Had notification from another forum I belong to that there could be problems this weekend at Eurotunnel:

Eurotunnel strike for this weekend

August 24, 2011

http://connexionfrance.com/eurotunn...vel-calais-folkestone-12975-view-article.html

_EUROTUNNEL has suspended ticket sales for this weekend because of a planned 
strike by French workers.The industrial action by four unions will disrupt 
services between Calais and Folkestone on August 27 and 28 - one of the busiest 
periods of the year.Some 100,000 passengers were expected to use Eurotunnel this 
weekend, as holidaymakers return home from their summer break. Eurostar services 
are unaffected.

The unions have called a rolling strike and are demanding 14 months of pay each 
year - up from 13 at present - according to local newspaper La Voix du Nord.

Eurotunnel says it has warned local hotels and the ports at Calais and Dunkirk, 
but there is no mention on its website of the strike or what passengers should 
do.

The rail operator had not responded to a request for comment at the time of 
publication._
Sorry folks if you are meant to be travelling..............
Carl


----------



## rogerblack (May 1, 2005)

Demanding 14 months pay a year?
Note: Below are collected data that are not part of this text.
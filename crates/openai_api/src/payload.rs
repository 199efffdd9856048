use serde::{Deserialize, Serialize};

use crate::error::OpenAiError;

/// One message in the `messages` array of a Chat Completions request.
#[derive(Debug, Clone, PartialEq, Eq, Serialize, Deserialize)]
pub struct WireMessage {
    pub role: String,
    pub content: String,
}

impl WireMessage {
    pub fn new(role: impl Into<String>, content: impl Into<String>) -> Self {
        Self {
            role: role.into(),
            content: content.into(),
        }
    }
}

/// Canonical request payload for the Chat Completions endpoint.
#[derive(Debug, Clone, PartialEq, Serialize, Deserialize)]
pub struct ChatCompletionRequest {
    pub model: String,
    pub messages: Vec<WireMessage>,
    #[serde(rename = "max_tokens", skip_serializing_if = "Option::is_none")]
    pub max_tokens: Option<u32>,
    #[serde(skip_serializing_if = "Option::is_none")]
    pub temperature: Option<f64>,
    /// Always false; this client does not consume server-sent events.
    #[serde(default)]
    pub stream: bool,
}

impl ChatCompletionRequest {
    pub fn new(model: impl Into<String>, messages: Vec<WireMessage>) -> Self {
        Self {
            model: model.into(),
            messages,
            max_tokens: None,
            temperature: None,
            stream: false,
        }
    }

    pub fn with_max_tokens(mut self, max_tokens: u32) -> Self {
        self.max_tokens = Some(max_tokens);
        self
    }
}

/// Subset of the Chat Completions response this client reads.
#[derive(Debug, Clone, PartialEq, Deserialize)]
pub struct ChatCompletionResponse {
    #[serde(default)]
    pub id: Option<String>,
    #[serde(default)]
    pub model: Option<String>,
    #[serde(default)]
    pub choices: Vec<ChatChoice>,
}

#[derive(Debug, Clone, PartialEq, Deserialize)]
pub struct ChatChoice {
    #[serde(default)]
    pub index: u32,
    pub message: ChoiceMessage,
    #[serde(default)]
    pub finish_reason: Option<String>,
}

#[derive(Debug, Clone, PartialEq, Deserialize)]
pub struct ChoiceMessage {
    pub role: String,
    /// Null when the model answered with something other than text.
    #[serde(default)]
    pub content: Option<String>,
}

impl ChatCompletionResponse {
    /// Returns the text of the first choice, or `None` when no choice was returned.
    pub fn first_choice_text(&self) -> Option<&str> {
        self.choices
            .first()
            .map(|choice| choice.message.content.as_deref().unwrap_or(""))
    }
}

/// Parses a successful Chat Completions response body.
pub fn parse_response(body: &str) -> Result<ChatCompletionResponse, OpenAiError> {
    Ok(serde_json::from_str(body)?)
}
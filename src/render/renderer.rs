//! Line-diff renderer for a full-screen frame.

use crate::core::text::truncate_to_width;
use crate::render::Frame;

const SYNC_START: &str = "\x1b[?2026h";
const SYNC_END: &str = "\x1b[?2026l";
const CLEAR_ALL: &str = "\x1b[2J\x1b[H";
const SEGMENT_RESET: &str = "\x1b[0m";
const CLEAR_TO_EOL: &str = "\x1b[K";
const SHOW_CURSOR: &str = "\x1b[?25h";
const HIDE_CURSOR: &str = "\x1b[?25l";

/// Remembers the last frame so each render only rewrites changed rows.
#[derive(Debug, Default)]
pub struct DiffRenderer {
    previous_lines: Vec<String>,
    previous_size: (usize, usize),
    force_full_redraw_next: bool,
}

impl DiffRenderer {
    pub fn new() -> Self {
        Self::default()
    }

    /// Forces the next render to clear the screen and redraw every row.
    pub fn request_full_redraw_next(&mut self) {
        self.force_full_redraw_next = true;
    }

    /// Produces the bytes that transform the previous screen into `frame`.
    ///
    /// Rows beyond `height` are dropped and rows wider than `width` are clipped.
    pub fn render(&mut self, frame: &Frame, width: usize, height: usize) -> String {
        let lines: Vec<String> = (0..height)
            .map(|row| {
                frame
                    .lines()
                    .get(row)
                    .map(|line| truncate_to_width(line, width, ""))
                    .unwrap_or_default()
            })
            .collect();

        let full = self.force_full_redraw_next || self.previous_size != (width, height);
        let mut buffer = String::from(SYNC_START);
        buffer.push_str(HIDE_CURSOR);
        if full {
            buffer.push_str(CLEAR_ALL);
        }

        for (row, line) in lines.iter().enumerate() {
            if !full && self.previous_lines.get(row) == Some(line) {
                continue;
            }
            buffer.push_str(&format!("\x1b[{};1H", row + 1));
            buffer.push_str(line);
            buffer.push_str(SEGMENT_RESET);
            buffer.push_str(CLEAR_TO_EOL);
        }

        if let Some(cursor) = frame.cursor() {
            let row = cursor.row.min(height.saturating_sub(1));
            let col = cursor.col.min(width.saturating_sub(1));
            buffer.push_str(&format!("\x1b[{};{}H", row + 1, col + 1));
            buffer.push_str(SHOW_CURSOR);
        }
        buffer.push_str(SYNC_END);

        self.previous_lines = lines;
        self.previous_size = (width, height);
        self.force_full_redraw_next = false;
        buffer
    }
}

#[cfg(test)]
mod tests {
    use super::*;

    #[test]
    fn first_render_clears_and_draws_every_row() {
        let mut renderer = DiffRenderer::new();
        let output = renderer.render(&Frame::new(vec!["a".into(), "b".into()]), 10, 3);

        assert!(output.starts_with(SYNC_START));
        assert!(output.contains(CLEAR_ALL));
        assert!(output.contains("\x1b[1;1Ha"));
        assert!(output.contains("\x1b[2;1Hb"));
        assert!(output.contains("\x1b[3;1H"));
        assert!(output.ends_with(SYNC_END));
    }

    #[test]
    fn unchanged_rows_are_skipped() {
        let mut renderer = DiffRenderer::new();
        renderer.render(&Frame::new(vec!["same".into(), "old".into()]), 10, 2);
        let output = renderer.render(&Frame::new(vec!["same".into(), "new".into()]), 10, 2);

        assert!(!output.contains(CLEAR_ALL));
        assert!(!output.contains("same"));
        assert!(output.contains("\x1b[2;1Hnew"));
    }

    #[test]
    fn resize_and_explicit_request_force_full_redraw() {
        let mut renderer = DiffRenderer::new();
        let frame = Frame::new(vec!["x".into()]);
        renderer.render(&frame, 10, 1);
        assert!(renderer.render(&frame, 12, 1).contains(CLEAR_ALL));

        renderer.request_full_redraw_next();
        assert!(renderer.render(&frame, 12, 1).contains("\x1b[1;1Hx"));
    }

    #[test]
    fn cursor_is_placed_and_shown() {
        let mut renderer = DiffRenderer::new();
        let output = renderer.render(&Frame::new(vec!["> hi".into()]).with_cursor(0, 4), 10, 2);
        assert!(output.ends_with(&format!("\x1b[1;5H{SHOW_CURSOR}{SYNC_END}")));
    }

    #[test]
    fn wide_lines_are_clipped() {
        let mut renderer = DiffRenderer::new();
        let output = renderer.render(&Frame::new(vec!["abcdefgh".into()]), 4, 1);
        assert!(output.contains("\x1b[1;1Habcd\x1b[0m"));
    }
}
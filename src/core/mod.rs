//! Terminal-facing primitives: the terminal trait, input decoding, and text metrics.

pub mod input;
pub mod terminal;
pub mod text;
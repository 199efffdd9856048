use std::fs;
use std::path::{Path, PathBuf};

use rusqlite::{params, Connection};
use tracing::{debug, warn};

use crate::error::StoreError;
use crate::model::{format_timestamp, parse_timestamp, Conversation, Message, Role};
use crate::schema::{
    DELETE_CONVERSATION, DELETE_MESSAGES, INSERT_MESSAGE, PRAGMAS, SCHEMA, SELECT_CONVERSATIONS,
    SELECT_MESSAGES, UPSERT_CONVERSATION,
};

/// Durable home for conversations.
///
/// `save` is all-or-nothing and idempotent. `load_all` returns conversations by
/// creation time with messages in send order. `delete` of an unknown id is a no-op.
pub trait ConversationStore: Send {
    fn save(&mut self, conversation: &Conversation) -> Result<(), StoreError>;

    fn load_all(&self) -> Result<Vec<Conversation>, StoreError>;

    fn delete(&mut self, id: &str) -> Result<(), StoreError>;
}

/// SQLite-backed [`ConversationStore`].
#[derive(Debug)]
pub struct SqliteConversationStore {
    connection: Connection,
    path: Option<PathBuf>,
}

struct ConversationRow {
    id: Option<String>,
    name: String,
    created_at: String,
    updated_at: String,
}

impl SqliteConversationStore {
    /// Opens (creating if needed) the database at `path` and applies the schema.
    pub fn open(path: &Path) -> Result<Self, StoreError> {
        if let Some(parent) = path.parent().filter(|parent| !parent.as_os_str().is_empty()) {
            fs::create_dir_all(parent)
                .map_err(|source| StoreError::io("creating data directory", parent, source))?;
        }

        let connection = Connection::open(path).map_err(|source| StoreError::Open {
            path: path.to_path_buf(),
            source,
        })?;
        Self::initialize(connection, Some(path.to_path_buf()))
    }

    pub fn open_in_memory() -> Result<Self, StoreError> {
        let connection = Connection::open_in_memory().map_err(|source| StoreError::Open {
            path: PathBuf::from(":memory:"),
            source,
        })?;
        Self::initialize(connection, None)
    }

    fn initialize(connection: Connection, path: Option<PathBuf>) -> Result<Self, StoreError> {
        connection
            .execute_batch(PRAGMAS)
            .map_err(|source| StoreError::sqlite("enabling foreign keys", source))?;
        connection
            .execute_batch(SCHEMA)
            .map_err(|source| StoreError::sqlite("creating schema", source))?;
        debug!(path = ?path, "conversation store ready");
        Ok(Self { connection, path })
    }

    #[must_use]
    pub fn path(&self) -> Option<&Path> {
        self.path.as_deref()
    }

    fn load_messages(&self, conversation_id: &str) -> Result<Vec<Message>, StoreError> {
        let mut statement = self
            .connection
            .prepare_cached(SELECT_MESSAGES)
            .map_err(|source| StoreError::sqlite("preparing message query", source))?;
        let rows = statement
            .query_map(params![conversation_id], |row| {
                Ok((
                    row.get::<_, String>(0)?,
                    row.get::<_, String>(1)?,
                    row.get::<_, String>(2)?,
                ))
            })
            .map_err(|source| StoreError::sqlite("loading messages", source))?;

        let mut messages = Vec::new();
        for row in rows {
            let (role, content, created_at) =
                row.map_err(|source| StoreError::sqlite("reading message row", source))?;
            let role = Role::parse(&role).ok_or_else(|| StoreError::InvalidRole {
                conversation_id: conversation_id.to_string(),
                value: role.clone(),
            })?;
            let timestamp = parse_timestamp("messages.created_at", &created_at)?;
            messages.push(Message::new(role, content, timestamp));
        }
        Ok(messages)
    }
}

impl ConversationStore for SqliteConversationStore {
    fn save(&mut self, conversation: &Conversation) -> Result<(), StoreError> {
        if conversation.id().trim().is_empty() {
            return Err(StoreError::EmptyConversationId);
        }

        let transaction = self
            .connection
            .transaction()
            .map_err(|source| StoreError::sqlite("starting save", source))?;

        transaction
            .execute(
                UPSERT_CONVERSATION,
                params![
                    conversation.id(),
                    conversation.name(),
                    format_timestamp(conversation.created_at()),
                    format_timestamp(conversation.updated_at()),
                ],
            )
            .map_err(|source| StoreError::sqlite("upserting conversation", source))?;

        transaction
            .execute(DELETE_MESSAGES, params![conversation.id()])
            .map_err(|source| StoreError::sqlite("clearing messages", source))?;

        {
            let mut insert = transaction
                .prepare_cached(INSERT_MESSAGE)
                .map_err(|source| StoreError::sqlite("preparing message insert", source))?;
            for message in conversation.messages() {
                insert
                    .execute(params![
                        conversation.id(),
                        message.role().as_str(),
                        message.content(),
                        format_timestamp(message.timestamp()),
                    ])
                    .map_err(|source| StoreError::sqlite("inserting message", source))?;
            }
        }

        transaction
            .commit()
            .map_err(|source| StoreError::sqlite("committing save", source))?;
        debug!(
            conversation_id = conversation.id(),
            messages = conversation.messages().len(),
            "conversation saved"
        );
        Ok(())
    }

    fn load_all(&self) -> Result<Vec<Conversation>, StoreError> {
        let rows = {
            let mut statement = self
                .connection
                .prepare(SELECT_CONVERSATIONS)
                .map_err(|source| StoreError::sqlite("preparing conversation query", source))?;
            let mapped = statement
                .query_map([], |row| {
                    Ok(ConversationRow {
                        id: row.get(0)?,
                        name: row.get(1)?,
                        created_at: row.get(2)?,
                        updated_at: row.get(3)?,
                    })
                })
                .map_err(|source| StoreError::sqlite("loading conversations", source))?;
            mapped
                .collect::<Result<Vec<_>, _>>()
                .map_err(|source| StoreError::sqlite("reading conversation row", source))?
        };

        let mut conversations = Vec::with_capacity(rows.len());
        for row in rows {
            let Some(id) = row.id.filter(|id| !id.trim().is_empty()) else {
                warn!("skipping stored conversation without an id");
                continue;
            };
            let created_at = parse_timestamp("conversations.created_at", &row.created_at)?;
            let updated_at = parse_timestamp("conversations.updated_at", &row.updated_at)?;
            let messages = self.load_messages(&id)?;
            conversations.push(Conversation::from_parts(
                id, row.name, created_at, updated_at, messages,
            ));
        }
        Ok(conversations)
    }

    fn delete(&mut self, id: &str) -> Result<(), StoreError> {
        let transaction = self
            .connection
            .transaction()
            .map_err(|source| StoreError::sqlite("starting delete", source))?;
        transaction
            .execute(DELETE_MESSAGES, params![id])
            .map_err(|source| StoreError::sqlite("deleting messages", source))?;
        let removed = transaction
            .execute(DELETE_CONVERSATION, params![id])
            .map_err(|source| StoreError::sqlite("deleting conversation", source))?;
        transaction
            .commit()
            .map_err(|source| StoreError::sqlite("committing delete", source))?;
        debug!(conversation_id = id, removed, "conversation deleted");
        Ok(())
    }
}

#[cfg(test)]
mod tests {
    use rusqlite::OptionalExtension;
    use time::macros::datetime;

    use super::*;

    fn conversation_exists(store: &SqliteConversationStore, id: &str) -> bool {
        store
            .connection
            .query_row(
                "SELECT 1 FROM conversations WHERE id = ?1",
                params![id],
                |_| Ok(()),
            )
            .optional()
            .expect("query conversation")
            .is_some()
    }

    fn conversation_with(id: &str, texts: &[&str]) -> Conversation {
        let mut conversation =
            Conversation::new(id, "New Chat", datetime!(2024-05-01 10:00:00 UTC));
        for (index, text) in texts.iter().enumerate() {
            let role = if index % 2 == 0 {
                Role::User
            } else {
                Role::Assistant
            };
            conversation.push_message(Message::new(
                role,
                *text,
                datetime!(2024-05-01 10:00:00 UTC) + time::Duration::seconds(index as i64),
            ));
        }
        conversation
    }

    #[test]
    fn save_rejects_blank_ids() {
        let mut store = SqliteConversationStore::open_in_memory().expect("store");
        let error = store
            .save(&Conversation::new(" ", "x", datetime!(2024-05-01 10:00:00 UTC)))
            .expect_err("blank id");
        assert!(matches!(error, StoreError::EmptyConversationId));
    }

    #[test]
    fn delete_removes_conversation_row() {
        let mut store = SqliteConversationStore::open_in_memory().expect("store");
        store
            .save(&conversation_with("c1", &["hi", "hello"]))
            .expect("save");
        assert!(conversation_exists(&store, "c1"));

        store.delete("c1").expect("delete");
        assert!(!conversation_exists(&store, "c1"));
        store.delete("c1").expect("second delete is a no-op");
    }
}
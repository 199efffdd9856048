//! OpenAI Chat Completions implementation of the shared `chat_provider` contract.
//!
//! The adapter owns a blocking entry point over the async transport: each call
//! builds a current-thread runtime, sends one request, and reduces the response
//! to the first choice's text.

use std::sync::Arc;
use std::time::Duration;

use chat_provider::{
    ChatMessage, ChatProvider, CompletionError, CompletionRequest, ProviderInitError,
    ProviderProfile,
};
pub use openai_api::config::{DEFAULT_MAX_TOKENS, DEFAULT_MODEL};
use openai_api::{
    ChatCompletionRequest, ChatCompletionResponse, OpenAiClient, OpenAiConfig, OpenAiError,
    WireMessage,
};

/// Stable provider identifier used by startup selection.
pub const OPENAI_PROVIDER_ID: &str = "openai";

/// Runtime configuration for the OpenAI provider.
#[derive(Debug, Clone, PartialEq, Eq)]
pub struct OpenAiProviderConfig {
    pub api_key: String,
    pub model: String,
    pub max_tokens: u32,
    pub base_url: Option<String>,
    pub organization: Option<String>,
    pub timeout: Option<Duration>,
}

impl OpenAiProviderConfig {
    #[must_use]
    pub fn new(api_key: impl Into<String>) -> Self {
        Self {
            api_key: api_key.into(),
            model: DEFAULT_MODEL.to_string(),
            max_tokens: DEFAULT_MAX_TOKENS,
            base_url: None,
            organization: None,
            timeout: None,
        }
    }

    #[must_use]
    pub fn with_model(mut self, model: impl Into<String>) -> Self {
        self.model = model.into();
        self
    }

    #[must_use]
    pub fn with_max_tokens(mut self, max_tokens: u32) -> Self {
        self.max_tokens = max_tokens;
        self
    }

    #[must_use]
    pub fn with_base_url(mut self, base_url: impl Into<String>) -> Self {
        self.base_url = Some(base_url.into());
        self
    }

    #[must_use]
    pub fn with_organization(mut self, organization: impl Into<String>) -> Self {
        self.organization = Some(organization.into());
        self
    }

    #[must_use]
    pub fn with_timeout(mut self, timeout: Duration) -> Self {
        self.timeout = Some(timeout);
        self
    }

    fn into_openai_config(self) -> OpenAiConfig {
        let model = sanitize_model(self.model);
        let mut config = OpenAiConfig::new(self.api_key)
            .with_model(model)
            .with_max_tokens(self.max_tokens.max(1));

        if let Some(base_url) = self.base_url {
            config = config.with_base_url(base_url);
        }

        if let Some(organization) = self.organization {
            config = config.with_organization(organization);
        }

        if let Some(timeout) = self.timeout {
            config = config.with_timeout(timeout);
        }

        config
    }
}

trait CompletionClient: Send + Sync {
    fn complete(
        &self,
        request: &ChatCompletionRequest,
    ) -> Result<ChatCompletionResponse, OpenAiError>;
}

#[derive(Debug)]
struct DefaultCompletionClient {
    client: OpenAiClient,
}

impl CompletionClient for DefaultCompletionClient {
    fn complete(
        &self,
        request: &ChatCompletionRequest,
    ) -> Result<ChatCompletionResponse, OpenAiError> {
        let runtime = tokio::runtime::Builder::new_current_thread()
            .enable_all()
            .build()
            .map_err(|error| {
                OpenAiError::Unknown(format!("failed to initialize tokio runtime: {error}"))
            })?;

        runtime.block_on(self.client.complete(request))
    }
}

/// `ChatProvider` adapter backed by `openai_api` transport primitives.
pub struct OpenAiProvider {
    model: String,
    max_tokens: u32,
    completion_client: Arc<dyn CompletionClient>,
}

impl OpenAiProvider {
    /// Creates a provider using real HTTP transport.
    pub fn new(config: OpenAiProviderConfig) -> Result<Self, ProviderInitError> {
        if config.api_key.trim().is_empty() {
            return Err(ProviderInitError::new(
                "OPENAI_API_KEY is required for the openai provider",
            ));
        }

        let openai_config = config.into_openai_config();
        let model = openai_config.model.clone();
        let max_tokens = openai_config.max_tokens;
        let completion_client = Arc::new(DefaultCompletionClient {
            client: OpenAiClient::new(openai_config).map_err(map_init_error)?,
        });

        Ok(Self {
            model,
            max_tokens,
            completion_client,
        })
    }

    fn wire_request(&self, request: CompletionRequest) -> ChatCompletionRequest {
        let messages = request
            .messages
            .into_iter()
            .map(|ChatMessage { role, content }| WireMessage::new(role.as_str(), content))
            .collect();

        ChatCompletionRequest::new(self.model.clone(), messages).with_max_tokens(self.max_tokens)
    }

    #[cfg(test)]
    fn with_completion_client_for_tests(
        model: impl Into<String>,
        completion_client: Arc<dyn CompletionClient>,
    ) -> Self {
        Self {
            model: sanitize_model(model.into()),
            max_tokens: DEFAULT_MAX_TOKENS,
            completion_client,
        }
    }
}

impl ChatProvider for OpenAiProvider {
    fn profile(&self) -> ProviderProfile {
        ProviderProfile {
            provider_id: OPENAI_PROVIDER_ID.to_string(),
            model_id: self.model.clone(),
        }
    }

    fn complete(&self, request: CompletionRequest) -> Result<String, CompletionError> {
        let wire_request = self.wire_request(request);
        let response = self
            .completion_client
            .complete(&wire_request)
            .map_err(map_completion_error)?;

        response
            .first_choice_text()
            .map(str::to_string)
            .ok_or(CompletionError::EmptyResponse)
    }
}

fn sanitize_model(model: String) -> String {
    let trimmed = model.trim();
    if trimmed.is_empty() {
        DEFAULT_MODEL.to_string()
    } else {
        trimmed.to_string()
    }
}

fn map_init_error(error: OpenAiError) -> ProviderInitError {
    ProviderInitError::new(format!("failed to initialize OpenAI client: {error}"))
}

fn map_completion_error(error: OpenAiError) -> CompletionError {
    match error {
        OpenAiError::Status(status, message) => CompletionError::Status {
            status: status.as_u16(),
            message,
        },
        OpenAiError::Request(error) => CompletionError::Transport(error.to_string()),
        other => CompletionError::Other(other.to_string()),
    }
}

#[cfg(test)]
mod tests {
    use std::sync::{Mutex, MutexGuard};

    use chat_provider::ChatRole;
    use openai_api::error::StatusCode;
    use openai_api::payload::parse_response;

    use super::*;

    fn lock_unpoisoned<T>(mutex: &Mutex<T>) -> MutexGuard<'_, T> {
        match mutex.lock() {
            Ok(guard) => guard,
            Err(poisoned) => poisoned.into_inner(),
        }
    }

    struct FakeCompletionClient {
        observed: Mutex<Option<ChatCompletionRequest>>,
        outcome: Mutex<Option<Result<ChatCompletionResponse, OpenAiError>>>,
    }

    impl FakeCompletionClient {
        fn responding(body: &str) -> Arc<Self> {
            let response = parse_response(body).expect("valid response fixture");
            Arc::new(Self {
                observed: Mutex::new(None),
                outcome: Mutex::new(Some(Ok(response))),
            })
        }

        fn failing(error: OpenAiError) -> Arc<Self> {
            Arc::new(Self {
                observed: Mutex::new(None),
                outcome: Mutex::new(Some(Err(error))),
            })
        }

        fn observed(&self) -> Option<ChatCompletionRequest> {
            lock_unpoisoned(&self.observed).clone()
        }
    }

    impl CompletionClient for FakeCompletionClient {
        fn complete(
            &self,
            request: &ChatCompletionRequest,
        ) -> Result<ChatCompletionResponse, OpenAiError> {
            *lock_unpoisoned(&self.observed) = Some(request.clone());
            lock_unpoisoned(&self.outcome)
                .take()
                .expect("fake completion outcome should be consumed exactly once")
        }
    }

    fn request() -> CompletionRequest {
        CompletionRequest::new(vec![
            ChatMessage::system("be brief"),
            ChatMessage::user("Hello"),
            ChatMessage::new(ChatRole::Assistant, "Hi"),
            ChatMessage::user("Again"),
        ])
    }

    #[test]
    fn first_choice_text_is_returned_and_roles_are_translated() {
        let client = FakeCompletionClient::responding(
            r#"{"model":"gpt-4o-mini-2024","choices":[{"message":{"role":"assistant","content":"Hi there"}}]}"#,
        );
        let provider =
            OpenAiProvider::with_completion_client_for_tests("gpt-4o-mini", client.clone());

        let reply = provider.complete(request()).expect("completion");
        assert_eq!(reply, "Hi there");

        let observed = client.observed().expect("request observed");
        assert_eq!(observed.model, "gpt-4o-mini");
        assert_eq!(observed.max_tokens, Some(DEFAULT_MAX_TOKENS));
        let roles: Vec<&str> = observed
            .messages
            .iter()
            .map(|message| message.role.as_str())
            .collect();
        assert_eq!(roles, vec!["system", "user", "assistant", "user"]);
    }

    #[test]
    fn zero_choices_map_to_empty_response() {
        let client = FakeCompletionClient::responding(r#"{"choices":[]}"#);
        let provider = OpenAiProvider::with_completion_client_for_tests("gpt-4o-mini", client);

        assert_eq!(
            provider.complete(request()),
            Err(CompletionError::EmptyResponse)
        );
    }

    #[test]
    fn status_errors_keep_code_and_message() {
        let client = FakeCompletionClient::failing(OpenAiError::Status(
            StatusCode::UNAUTHORIZED,
            "Incorrect API key provided".to_string(),
        ));
        let provider = OpenAiProvider::with_completion_client_for_tests("gpt-4o-mini", client);

        assert_eq!(
            provider.complete(request()),
            Err(CompletionError::Status {
                status: 401,
                message: "Incorrect API key provided".to_string(),
            })
        );
    }

    #[test]
    fn blank_model_falls_back_to_default() {
        let client = FakeCompletionClient::responding(r#"{"choices":[]}"#);
        let provider = OpenAiProvider::with_completion_client_for_tests("  ", client);
        assert_eq!(provider.profile().model_id, DEFAULT_MODEL);
        assert_eq!(provider.profile().provider_id, OPENAI_PROVIDER_ID);
    }

    #[test]
    fn missing_api_key_is_rejected_at_construction() {
        let error = match OpenAiProvider::new(OpenAiProviderConfig::new("  ")) {
            Ok(_) => panic!("blank key must be rejected"),
            Err(error) => error,
        };
        assert!(error.message().contains("OPENAI_API_KEY"));
    }
}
And they already get 13 months! 

It could only be France . . . :roll:


----------



## bognormike (May 10, 2005)

wish I could get 14 months pay 8) 

they should get into the real world :evil: . Better not be doing it the NEXT weekend


----------



## Rosbotham (May 4, 2008)

B*gger. Due outbound on Sunday morning and couldn't transfer to ferry as we've got dogs that are never left alone in the van.

This one looks a little more optimistic:

_Eurotunnel has suspended bookings, but says it remains confident of being able to staff potentially all services should workers walk out.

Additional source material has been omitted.